4. EU development banking: options to strengthen coherence, effectiveness and flexibility
Kathrin Berensmann, Benedikt Erforth, Niels Keijzer and Yabibal Walle
in: Hackenesch, C., Keijzer, N., & Koch, S. (Eds., 2024). The European Union’s global role in a changing world: Challenges and opportunities for the new leadership (IDOS Discussion Paper 11/2024). IDOS.
State of play
Europe is home to some of the world’s largest public development banks. They are part of a broader group of actors that constitute the European Financial Architecture for Development (EFAD). While a flexible concept, we understand the EFAD to encompass European and national development banks, such as the German Kreditanstalt für Wiederaufbau (KfW), the European Investment Bank, as well as member states’ implementing agencies and the European private sector (Karaki & Bilal, 2023). The European Union (EU) and its member states are collectively the largest provider of official development assistance (ODA) with European development finance institutions playing a central part towards achieving 2030 Agenda, realising the EU’s development goals and facilitating a transition towards a greener and more sustainable global economy.

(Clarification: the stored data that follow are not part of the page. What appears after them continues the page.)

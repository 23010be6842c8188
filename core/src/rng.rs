//! Deterministic random number generation for collaborators.
//!
//! RULE: Collaborators never call a platform RNG. Each one draws from a
//! stream derived from (world seed, collaborator slot, game day), so
//! restoring a save and replaying a day reproduces the same rolls.

use rand::{RngCore, SeedableRng};
use rand_pcg::Pcg64Mcg;

/// One collaborator's rolls for one game day.
pub struct DayRng {
    pub name: &'static str,
    inner: Pcg64Mcg,
}

impl DayRng {
    pub fn new(derived_seed: u64, name: &'static str) -> Self {
        Self {
            name,
            inner: Pcg64Mcg::seed_from_u64(derived_seed),
        }
    }

    /// Roll a float in [0.0, 1.0).
    pub fn next_f64(&mut self) -> f64 {
        let bits = self.inner.next_u64();
        (bits >> 11) as f64 * (1.0 / (1u64 << 53) as f64)
    }

    /// Roll a u64 in [0, n).
    pub fn next_u64_below(&mut self, n: u64) -> u64 {
        assert!(n > 0, "n must be > 0");
        self.inner.next_u64() % n
    }

    /// Bernoulli trial: returns true with probability p.
    pub fn chance(&mut self, p: f64) -> bool {
        self.next_f64() < p
    }
}

/// All collaborator RNGs for one world, keyed by stable slot.
#[derive(Debug, Clone, Copy)]
pub struct RngBank {
    world_seed: u64,
}

impl RngBank {
    pub fn new(world_seed: u64) -> Self {
        Self { world_seed }
    }

    pub fn for_day(&self, slot: CollaboratorSlot, day: u32) -> DayRng {
        let derived = self.world_seed
            ^ (slot as u64).wrapping_mul(0x9e37_79b9_7f4a_7c15)
            ^ (day as u64).wrapping_mul(0xbf58_476d_1ce4_e5b9);
        DayRng::new(derived, slot.name())
    }
}

/// Stable slot assignments.
/// NEVER reorder or remove entries — only append.
#[derive(Clone, Copy, Debug, PartialEq, Eq)]
#[repr(u64)]
pub enum CollaboratorSlot {
    Weather = 0,
    Economy = 1,
    Combat = 2,
}

impl CollaboratorSlot {
    pub fn name(&self) -> &'static str {
        match self {
            Self::Weather => "weather",
            Self::Economy => "economy",
            Self::Combat => "combat",
        }
    }
}
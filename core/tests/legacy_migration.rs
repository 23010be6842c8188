//! Legacy flat-save migration tests.
//!
//! Tests cover: bare and wrapped legacy snapshots, key removal only after
//! a confirmed write, rejection of unusable strings, newer auto saves
//! surviving an import, migration at session build, and recovery of a
//! save written while running on the fallback store.

mod common;

use common::{count_actions, full_world, FlakyStore, T0};
use lifesim_core::{
    backend::SaveBackend,
    clock::ManualClock,
    config::{SaveConfig, DEFAULT_FALLBACK_QUOTA_BYTES, DEFAULT_LEGACY_KEY},
    fallback::{FlatStore, FALLBACK_CURRENT_KEY, FALLBACK_LOG_KEY, FALLBACK_SAVE_KEY},
    migration::{migrate_fallback_save, migrate_legacy_save, LegacyOutcome, MIGRATED_SAVE_NAME},
    resume::BootstrapOutcome,
    session::GameSession,
    snapshot::{log_action, MigrationLogEntry, SaveRecord},
    types::SaveTier,
};
use serde_json::json;

fn legacy_snapshot(health: i64) -> String {
    let mut world = full_world(5);
    world.state_mut().player.stats.health = health;
    world.snapshot().to_value().unwrap().to_string()
}

fn flat_with(value: &str) -> FlatStore {
    let mut flat = FlatStore::in_memory(DEFAULT_FALLBACK_QUOTA_BYTES);
    flat.set_item(DEFAULT_LEGACY_KEY, value).unwrap();
    flat
}

#[test]
fn nothing_to_migrate() {
    let store = FlakyStore::new();
    let mut flat = FlatStore::in_memory(DEFAULT_FALLBACK_QUOTA_BYTES);

    let outcome = migrate_legacy_save(&mut flat, &store, DEFAULT_LEGACY_KEY, T0).unwrap();

    assert_eq!(outcome, LegacyOutcome::NotPresent);
    assert!(store.list(None).unwrap().is_empty());
    assert_eq!(count_actions(&store, log_action::LEGACY_MIGRATION), 0);
}

#[test]
fn bare_snapshot_becomes_the_auto_save() {
    let store = FlakyStore::new();
    let mut flat = flat_with(&legacy_snapshot(64));

    let outcome = migrate_legacy_save(&mut flat, &store, DEFAULT_LEGACY_KEY, T0).unwrap();
    let LegacyOutcome::Migrated { id } = outcome else {
        panic!("expected a migration, got {outcome:?}");
    };

    let record = store.read(id).unwrap().expect("migrated record");
    assert_eq!(record.tier, SaveTier::Auto);
    assert_eq!(record.slot, Some(0));
    assert_eq!(record.name, MIGRATED_SAVE_NAME);
    assert_eq!(record.timestamp, T0);
    assert_eq!(record.player_health(), Some(64));

    assert!(flat.get_item(DEFAULT_LEGACY_KEY).is_none(), "key removed after the write");
    let log = store.migration_log().unwrap();
    let entry = log
        .iter()
        .find(|e| e.action == log_action::LEGACY_MIGRATION)
        .expect("migration logged");
    assert!(entry.success);
}

#[test]
fn wrapped_snapshot_keeps_its_timestamp() {
    let store = FlakyStore::new();
    let game_data: serde_json::Value = serde_json::from_str(&legacy_snapshot(12)).unwrap();
    let wrapped = json!({ "gameData": game_data, "timestamp": T0 - 86_400_000 }).to_string();
    let mut flat = flat_with(&wrapped);

    let outcome = migrate_legacy_save(&mut flat, &store, DEFAULT_LEGACY_KEY, T0).unwrap();
    let LegacyOutcome::Migrated { id } = outcome else {
        panic!("expected a migration, got {outcome:?}");
    };

    let record = store.read(id).unwrap().unwrap();
    assert_eq!(record.timestamp, T0 - 86_400_000);
    assert_eq!(record.player_health(), Some(12));
}

#[test]
fn failed_write_keeps_the_legacy_key() {
    let store = FlakyStore::new();
    store.fail_writes(true);
    let legacy = legacy_snapshot(50);
    let mut flat = flat_with(&legacy);

    assert!(migrate_legacy_save(&mut flat, &store, DEFAULT_LEGACY_KEY, T0).is_err());
    assert_eq!(flat.get_item(DEFAULT_LEGACY_KEY), Some(legacy.as_str()));
    assert!(store.list(None).unwrap().is_empty());

    let log = store.migration_log().unwrap();
    assert!(log
        .iter()
        .any(|e| e.action == log_action::LEGACY_MIGRATION && !e.success));

    // Next start, storage healthy again: the same key migrates.
    store.fail_writes(false);
    let retry = migrate_legacy_save(&mut flat, &store, DEFAULT_LEGACY_KEY, T0 + 1).unwrap();
    assert!(matches!(retry, LegacyOutcome::Migrated { .. }));
    assert!(flat.get_item(DEFAULT_LEGACY_KEY).is_none());
}

#[test]
fn unusable_strings_are_rejected_and_kept() {
    for raw in ["{not json", r#"{"time":{},"player":{}}"#, r#"{"gameData":[1,2,3]}"#] {
        let store = FlakyStore::new();
        let mut flat = flat_with(raw);

        let outcome = migrate_legacy_save(&mut flat, &store, DEFAULT_LEGACY_KEY, T0).unwrap();

        assert!(
            matches!(outcome, LegacyOutcome::Rejected { .. }),
            "{raw} should be rejected, got {outcome:?}"
        );
        assert_eq!(flat.get_item(DEFAULT_LEGACY_KEY), Some(raw));
        assert!(store.list(None).unwrap().is_empty());
        assert_eq!(count_actions(&store, log_action::LEGACY_MIGRATION), 1);
    }
}

#[test]
fn session_build_migrates_and_continues_from_the_legacy_save() {
    let flat_path =
        std::env::temp_dir().join(format!("lifesim-legacy-{}.json", uuid::Uuid::new_v4()));
    {
        let mut flat = FlatStore::open(&flat_path, DEFAULT_FALLBACK_QUOTA_BYTES).unwrap();
        flat.set_item(DEFAULT_LEGACY_KEY, &legacy_snapshot(27)).unwrap();
    }
    let config = SaveConfig {
        fallback_path: Some(flat_path.to_string_lossy().to_string()),
        ..SaveConfig::default_test()
    };
    let clock = ManualClock::starting_at(T0);

    let mut game = GameSession::build(config, Box::new(clock), 5).unwrap();

    let Some(LegacyOutcome::Migrated { id }) = game.legacy_outcome().cloned() else {
        panic!("expected the legacy save to migrate");
    };
    assert_eq!(game.continue_game(), BootstrapOutcome::Resumed { save_id: id });
    assert_eq!(game.world().state().player.stats.health, 27);

    let reopened = FlatStore::open(&flat_path, DEFAULT_FALLBACK_QUOTA_BYTES).unwrap();
    assert!(reopened.get_item(DEFAULT_LEGACY_KEY).is_none());

    let _ = std::fs::remove_file(&flat_path);
}

fn auto_save_with_health(store: &FlakyStore, health: i64, timestamp: i64) -> i64 {
    let game_data: serde_json::Value = serde_json::from_str(&legacy_snapshot(health)).unwrap();
    let record = SaveRecord::new(SaveTier::Auto, Some(0), "Autosave", timestamp, game_data);
    store.write(&record).unwrap()
}

#[test]
fn newer_auto_save_is_not_overwritten_by_a_bare_snapshot() {
    let store = FlakyStore::new();
    let occupant = auto_save_with_health(&store, 90, T0 + 1_000);
    let mut flat = flat_with(&legacy_snapshot(27));

    let outcome = migrate_legacy_save(&mut flat, &store, DEFAULT_LEGACY_KEY, T0 + 5_000).unwrap();
    let LegacyOutcome::Migrated { id } = outcome else {
        panic!("expected a migration, got {outcome:?}");
    };
    assert_ne!(id, occupant);

    let kept = store.read(occupant).unwrap().expect("occupant survives");
    assert_eq!(kept.slot, Some(0));
    assert_eq!(kept.player_health(), Some(90));

    let migrated = store.read(id).unwrap().unwrap();
    assert_eq!(migrated.slot, None);
    assert_eq!(migrated.player_health(), Some(27));
    assert!(migrated.timestamp < kept.timestamp, "undated snapshot ranks behind");

    let newest = &store.list(None).unwrap()[0];
    assert_eq!(newest.id, Some(occupant));
    assert!(flat.get_item(DEFAULT_LEGACY_KEY).is_none());
}

#[test]
fn dated_snapshot_replaces_an_older_auto_save() {
    let store = FlakyStore::new();
    let occupant = auto_save_with_health(&store, 90, T0 - 86_400_000);
    let game_data: serde_json::Value = serde_json::from_str(&legacy_snapshot(27)).unwrap();
    let wrapped = json!({ "gameData": game_data, "timestamp": T0 }).to_string();
    let mut flat = flat_with(&wrapped);

    let outcome = migrate_legacy_save(&mut flat, &store, DEFAULT_LEGACY_KEY, T0 + 5_000).unwrap();

    assert_eq!(outcome, LegacyOutcome::Migrated { id: occupant });
    let autos = store.list(Some(SaveTier::Auto)).unwrap();
    assert_eq!(autos.len(), 1);
    assert_eq!(autos[0].player_health(), Some(27));
}

#[test]
fn fallback_save_is_recovered_once_the_database_opens() {
    let flat_path =
        std::env::temp_dir().join(format!("lifesim-recover-{}.json", uuid::Uuid::new_v4()));
    let fallback_path = Some(flat_path.to_string_lossy().to_string());
    let clock = ManualClock::starting_at(T0);

    {
        let degraded = SaveConfig {
            db_path: std::env::temp_dir()
                .join(format!("lifesim-absent-{}", uuid::Uuid::new_v4()))
                .join("saves.db")
                .to_string_lossy()
                .to_string(),
            fallback_path: fallback_path.clone(),
            ..SaveConfig::default_test()
        };
        let mut game = GameSession::build(degraded, Box::new(clock.clone()), 5).unwrap();
        game.continue_game();
        game.world_mut().state_mut().player.stats.health = 33;
        game.manual_save("on the road").unwrap();
        game.store()
            .append_log(&MigrationLogEntry::new(log_action::SAVE_FAILED, "while degraded", T0, false))
            .unwrap();
    }

    clock.advance(60_000);
    let healthy = SaveConfig { fallback_path, ..SaveConfig::default_test() };
    let mut game = GameSession::build(healthy, Box::new(clock.clone()), 5).unwrap();

    let Some(LegacyOutcome::Migrated { id }) = game.fallback_outcome().cloned() else {
        panic!("expected the fallback save to be recovered");
    };
    let record = game.store().read(id).unwrap().expect("recovered record");
    assert_eq!(record.tier, SaveTier::Manual);
    assert_eq!(record.name, "on the road");

    let log = game.store().migration_log().unwrap();
    assert!(log.iter().any(|e| e.details == "while degraded"), "fallback log carried over");
    assert!(log
        .iter()
        .any(|e| e.action == log_action::FALLBACK_MIGRATION && e.success));

    assert_eq!(game.continue_game(), BootstrapOutcome::Resumed { save_id: id });
    assert_eq!(game.world().state().player.stats.health, 33);

    let reopened = FlatStore::open(&flat_path, DEFAULT_FALLBACK_QUOTA_BYTES).unwrap();
    for key in [FALLBACK_SAVE_KEY, FALLBACK_LOG_KEY, FALLBACK_CURRENT_KEY] {
        assert!(reopened.get_item(key).is_none(), "{key} removed after the import");
    }

    let _ = std::fs::remove_file(&flat_path);
}

#[test]
fn failed_fallback_import_keeps_every_key() {
    let store = FlakyStore::new();
    let game_data: serde_json::Value = serde_json::from_str(&legacy_snapshot(33)).unwrap();
    let mut record = SaveRecord::new(SaveTier::Manual, Some(0), "on the road", T0, game_data);
    record.id = Some(1);
    let raw = serde_json::to_string(&record).unwrap();
    let mut flat = FlatStore::in_memory(DEFAULT_FALLBACK_QUOTA_BYTES);
    flat.set_item(FALLBACK_SAVE_KEY, &raw).unwrap();

    store.fail_writes(true);
    assert!(migrate_fallback_save(&mut flat, &store, T0).is_err());
    assert_eq!(flat.get_item(FALLBACK_SAVE_KEY), Some(raw.as_str()));
    assert!(store.list(None).unwrap().is_empty());

    store.fail_writes(false);
    let retry = migrate_fallback_save(&mut flat, &store, T0 + 1).unwrap();
    assert!(matches!(retry, LegacyOutcome::Migrated { .. }));
    assert!(flat.get_item(FALLBACK_SAVE_KEY).is_none());
}

#[test]
fn fallback_import_never_overwrites_a_manual_save() {
    let store = FlakyStore::new();
    let game_data: serde_json::Value = serde_json::from_str(&legacy_snapshot(80)).unwrap();
    let existing = store
        .write(&SaveRecord::new(SaveTier::Manual, Some(0), "home", T0, game_data.clone()))
        .unwrap();
    let imported = SaveRecord::new(SaveTier::Manual, Some(0), "on the road", T0 + 10, game_data);
    let mut flat = FlatStore::in_memory(DEFAULT_FALLBACK_QUOTA_BYTES);
    flat.set_item(FALLBACK_SAVE_KEY, &serde_json::to_string(&imported).unwrap()).unwrap();

    let outcome = migrate_fallback_save(&mut flat, &store, T0 + 20).unwrap();
    let LegacyOutcome::Migrated { id } = outcome else {
        panic!("expected a migration, got {outcome:?}");
    };

    assert_ne!(id, existing);
    assert_eq!(store.read(existing).unwrap().unwrap().name, "home");
    assert_eq!(store.read(id).unwrap().unwrap().slot, None);
}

Despite their significant lending volumes, European development banks face challenges in several key areas. As public banks, they have multiple mandates to fulfil. On the one hand, they provide concessional funding and loans that the market is either not ready or not able to supply, fulfilling a corrective mandate. On the other hand, they are, to an important extent, political institutions that implement political mandates and serve as a foreign policy tool to strengthen the EU’s global role. The balance between these and other mandates can differ greatly from one organisation to the next and is not always easy to achieve. European development banks face the additional collective challenge of working together and ensuring effectiveness as well as the visibility that is needed for the recognition and justification of their continued roles.
Against this backdrop, the contribution analyses two interrelated discussions:
- First, the debates within the EU on how to reform and strengthen the EFAD, also linked to the policy objective to promote external investment with a key role for the European private sector.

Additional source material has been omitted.